**YOUR INSTRUCTIONS:**
From the first line to the last, set down the data exactly as given.

**MATERIAL FOR THE TASK:**
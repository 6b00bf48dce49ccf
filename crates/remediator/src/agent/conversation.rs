use super::plan::RemediationPlan;
use serde::{Deserialize, Serialize};

#[derive(Debug, Clone, Copy, PartialEq, Eq, Serialize, Deserialize)]
#[serde(rename_all = "lowercase")]
pub enum Role {
    User,
    Assistant,
    Tool,
}

#[derive(Debug, Clone, PartialEq, Serialize, Deserialize)]
pub struct ToolCall {
    pub id: String,
    pub name: String,
    pub arguments: serde_json::Value,
}

impl ToolCall {
    pub fn new(name: impl Into<String>, arguments: serde_json::Value) -> Self {
        Self {
            id: format!("call_{}", uuid::Uuid::new_v4().simple()),
            name: name.into(),
            arguments,
        }
    }
}

#[derive(Debug, Clone, PartialEq, Serialize, Deserialize)]
pub struct ConversationEntry {
    pub role: Role,
    pub content: String,
    #[serde(default, skip_serializing_if = "Vec::is_empty")]
    pub tool_calls: Vec<ToolCall>,
    /// Set on tool entries: the call this observation answers.
    #[serde(default, skip_serializing_if = "Option::is_none")]
    pub tool_call_id: Option<String>,
}

/// History of one session. Never shared between sessions.
#[derive(Debug, Clone, Default)]
pub struct ConversationState {
    entries: Vec<ConversationEntry>,
    plans: Vec<RemediationPlan>,
}

impl ConversationState {
    pub fn new() -> Self {
        Self::default()
    }

    pub fn push_user(&mut self, content: impl Into<String>) {
        self.entries.push(ConversationEntry {
            role: Role::User,
            content: content.into(),
            tool_calls: Vec::new(),
            tool_call_id: None,
        });
    }

    pub fn push_assistant(&mut self, content: impl Into<String>, tool_calls: Vec<ToolCall>) {
        self.entries.push(ConversationEntry {
            role: Role::Assistant,
            content: content.into(),
            tool_calls,
            tool_call_id: None,
        });
    }

    pub fn push_tool(&mut self, call_id: impl Into<String>, content: impl Into<String>) {
        self.entries.push(ConversationEntry {
            role: Role::Tool,
            content: content.into(),
            tool_calls: Vec::new(),
            tool_call_id: Some(call_id.into()),
        });
    }

    pub fn record_plan(&mut self, plan: RemediationPlan) {
        // A newer plan for the same target supersedes the old one.
        self.plans
            .retain(|p| !p.targets(&plan.action, &plan.component));
        self.plans.push(plan);
    }

    /// Remove the plan an execution acted on. Executing again needs a fresh plan.
    pub fn consume_plan(&mut self, action: &str, component: &str) -> Option<RemediationPlan> {
        let index = self.plans.iter().position(|p| p.targets(action, component))?;
        Some(self.plans.remove(index))
    }

    pub fn entries(&self) -> &[ConversationEntry] {
        &self.entries
    }

    pub fn plans(&self) -> &[RemediationPlan] {
        &self.plans
    }

    pub fn last(&self) -> Option<&ConversationEntry> {
        self.entries.last()
    }

    pub fn len(&self) -> usize {
        self.entries.len()
    }

    pub fn is_empty(&self) -> bool {
        self.entries.is_empty()
    }

    pub fn clear(&mut self) {
        self.entries.clear();
        self.plans.clear();
    }
}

**EXERCISE RESPONSE:**
repository 6b00bf48dce49ccf
filename crates/remediator/src/agent/conversation.rs
use super::plan::RemediationPlan;
use serde::{Deserialize, Serialize};

#[derive(Debug, Clone, Copy, PartialEq, Eq, Serialize, Deserialize)]
#[serde(rename_all = "lowercase")]
pub enum Role {
    User,
    Assistant,
    Tool,
}

#[derive(Debug, Clone, PartialEq, Serialize, Deserialize)]
pub struct ToolCall {
    pub id: String,
    pub name: String,
    pub arguments: serde_json::Value,
}

impl ToolCall {
    pub fn new(name: impl Into<String>, arguments: serde_json::Value) -> Self {
        Self {
            id: format!("call_{}", uuid::Uuid::new_v4().simple()),
            name: name.into(),
            arguments,
        }
    }
}

#[derive(Debug, Clone, PartialEq, Serialize, Deserialize)]
pub struct ConversationEntry {
    pub role: Role,
    pub content: String,
    #[serde(default, skip_serializing_if = "Vec::is_empty")]
    pub tool_calls: Vec<ToolCall>,
    /// Set on tool entries: the call this observation answers.
    #[serde(default, skip_serializing_if = "Option::is_none")]
    pub tool_call_id: Option<String>,
}

/// History of one session. Never shared between sessions.
#[derive(Debug, Clone, Default)]
pub struct ConversationState {
    entries: Vec<ConversationEntry>,
    plans: Vec<RemediationPlan>,
}

impl ConversationState {
    pub fn new() -> Self {
        Self::default()
    }

    pub fn push_user(&mut self, content: impl Into<String>) {
        self.entries.push(ConversationEntry {
            role: Role::User,
            content: content.into(),
            tool_calls: Vec::new(),
            tool_call_id: None,
        });
    }

    pub fn push_assistant(&mut self, content: impl Into<String>, tool_calls: Vec<ToolCall>) {
        self.entries.push(ConversationEntry {
            role: Role::Assistant,
            content: content.into(),
            tool_calls,
            tool_call_id: None,
        });
    }

    pub fn push_tool(&mut self, call_id: impl Into<String>, content: impl Into<String>) {
        self.entries.push(ConversationEntry {
            role: Role::Tool,
            content: content.into(),
            tool_calls: Vec::new(),
            tool_call_id: Some(call_id.into()),
        });
    }

    pub fn record_plan(&mut self, plan: RemediationPlan) {
        // A newer plan for the same target supersedes the old one.
        self.plans
            .retain(|p| !p.targets(&plan.action, &plan.component));
        self.plans.push(plan);
    }

    /// Remove the plan an execution acted on. Executing again needs a fresh plan.
    pub fn consume_plan(&mut self, action: &str, component: &str) -> Option<RemediationPlan> {
        let index = self.plans.iter().position(|p| p.targets(action, component))?;
        Some(self.plans.remove(index))
    }

    pub fn entries(&self) -> &[ConversationEntry] {
        &self.entries
    }

    pub fn plans(&self) -> &[RemediationPlan] {
        &self.plans
    }

    pub fn last(&self) -> Option<&ConversationEntry> {
        self.entries.last()
    }

    pub fn len(&self) -> usize {
        self.entries.len()
    }

    pub fn is_empty(&self) -> bool {
        self.entries.is_empty()
    }

    pub fn clear(&mut self) {
        self.entries.clear();
        self.plans.clear();
    }
}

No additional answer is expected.